• _Description of the task_
Your answer should consist of every line in the records that holds "MockMailer".

(Records drawn from a dataset)
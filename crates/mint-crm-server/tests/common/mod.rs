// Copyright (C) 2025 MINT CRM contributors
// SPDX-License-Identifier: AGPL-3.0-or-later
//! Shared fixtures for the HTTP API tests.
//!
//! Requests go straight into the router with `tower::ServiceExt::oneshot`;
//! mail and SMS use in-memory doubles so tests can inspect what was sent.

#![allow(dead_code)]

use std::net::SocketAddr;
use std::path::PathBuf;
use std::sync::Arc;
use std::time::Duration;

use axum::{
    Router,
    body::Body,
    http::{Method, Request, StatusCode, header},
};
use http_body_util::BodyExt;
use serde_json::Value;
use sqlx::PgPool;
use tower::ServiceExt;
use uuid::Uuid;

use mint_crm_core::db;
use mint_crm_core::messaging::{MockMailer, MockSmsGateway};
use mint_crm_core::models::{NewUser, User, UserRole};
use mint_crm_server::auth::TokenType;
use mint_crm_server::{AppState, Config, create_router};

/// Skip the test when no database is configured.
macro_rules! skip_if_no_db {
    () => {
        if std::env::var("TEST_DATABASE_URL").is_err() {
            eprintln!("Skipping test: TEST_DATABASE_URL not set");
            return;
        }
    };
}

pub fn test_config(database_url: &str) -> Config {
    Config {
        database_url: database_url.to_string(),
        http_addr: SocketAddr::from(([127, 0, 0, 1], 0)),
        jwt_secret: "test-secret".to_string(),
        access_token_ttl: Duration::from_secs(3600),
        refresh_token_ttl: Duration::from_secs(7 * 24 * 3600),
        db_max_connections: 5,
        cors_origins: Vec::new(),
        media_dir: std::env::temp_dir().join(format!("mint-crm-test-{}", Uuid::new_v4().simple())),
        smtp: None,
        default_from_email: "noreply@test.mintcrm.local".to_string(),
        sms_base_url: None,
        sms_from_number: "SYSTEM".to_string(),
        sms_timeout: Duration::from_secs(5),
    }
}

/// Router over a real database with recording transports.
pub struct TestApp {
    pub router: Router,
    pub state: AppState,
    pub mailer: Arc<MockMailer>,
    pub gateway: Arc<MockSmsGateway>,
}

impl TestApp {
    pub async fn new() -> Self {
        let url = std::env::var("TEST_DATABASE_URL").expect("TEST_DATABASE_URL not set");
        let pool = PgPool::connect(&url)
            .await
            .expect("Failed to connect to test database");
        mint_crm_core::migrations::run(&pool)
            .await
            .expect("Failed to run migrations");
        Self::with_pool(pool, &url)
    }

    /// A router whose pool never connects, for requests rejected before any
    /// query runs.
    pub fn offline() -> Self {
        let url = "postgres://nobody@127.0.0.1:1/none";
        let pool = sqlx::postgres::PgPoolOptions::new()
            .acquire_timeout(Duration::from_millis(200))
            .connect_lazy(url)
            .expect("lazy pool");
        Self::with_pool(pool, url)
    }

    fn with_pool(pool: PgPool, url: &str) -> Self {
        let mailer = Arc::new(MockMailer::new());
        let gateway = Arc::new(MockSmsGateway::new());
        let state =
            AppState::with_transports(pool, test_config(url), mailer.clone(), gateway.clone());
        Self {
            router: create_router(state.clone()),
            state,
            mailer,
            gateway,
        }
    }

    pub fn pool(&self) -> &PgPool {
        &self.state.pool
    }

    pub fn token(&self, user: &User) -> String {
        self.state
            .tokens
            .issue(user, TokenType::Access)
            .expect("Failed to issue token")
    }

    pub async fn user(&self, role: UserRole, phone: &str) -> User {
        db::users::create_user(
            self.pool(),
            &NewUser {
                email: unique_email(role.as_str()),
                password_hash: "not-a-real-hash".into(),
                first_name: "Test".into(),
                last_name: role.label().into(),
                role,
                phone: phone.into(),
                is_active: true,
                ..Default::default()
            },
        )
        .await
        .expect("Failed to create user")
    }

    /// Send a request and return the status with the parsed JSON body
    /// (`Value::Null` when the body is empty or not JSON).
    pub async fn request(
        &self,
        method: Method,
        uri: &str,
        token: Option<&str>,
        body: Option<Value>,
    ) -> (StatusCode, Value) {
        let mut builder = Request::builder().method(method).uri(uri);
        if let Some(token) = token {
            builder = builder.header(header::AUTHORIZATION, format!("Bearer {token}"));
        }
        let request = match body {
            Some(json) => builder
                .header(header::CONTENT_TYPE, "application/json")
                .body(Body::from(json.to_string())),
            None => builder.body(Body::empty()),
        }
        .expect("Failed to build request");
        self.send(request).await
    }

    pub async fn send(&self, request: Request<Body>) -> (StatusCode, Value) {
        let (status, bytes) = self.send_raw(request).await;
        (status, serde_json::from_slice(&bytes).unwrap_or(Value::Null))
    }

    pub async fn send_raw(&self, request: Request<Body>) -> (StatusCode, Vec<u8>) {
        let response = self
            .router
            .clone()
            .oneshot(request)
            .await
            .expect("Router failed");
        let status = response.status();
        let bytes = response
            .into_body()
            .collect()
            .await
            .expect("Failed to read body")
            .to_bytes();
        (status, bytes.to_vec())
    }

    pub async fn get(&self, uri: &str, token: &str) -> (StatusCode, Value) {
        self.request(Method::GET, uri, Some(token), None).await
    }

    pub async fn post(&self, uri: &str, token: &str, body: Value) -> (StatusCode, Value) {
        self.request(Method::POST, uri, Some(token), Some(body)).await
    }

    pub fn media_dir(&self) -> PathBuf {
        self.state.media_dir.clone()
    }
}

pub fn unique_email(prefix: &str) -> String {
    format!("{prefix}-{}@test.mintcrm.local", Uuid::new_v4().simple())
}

• _Exercise answer_
use mint_crm_core::messaging::{MockMailer, MockSmsGateway};
    pub mailer: Arc<MockMailer>,
        let mailer = Arc::new(MockMailer::new());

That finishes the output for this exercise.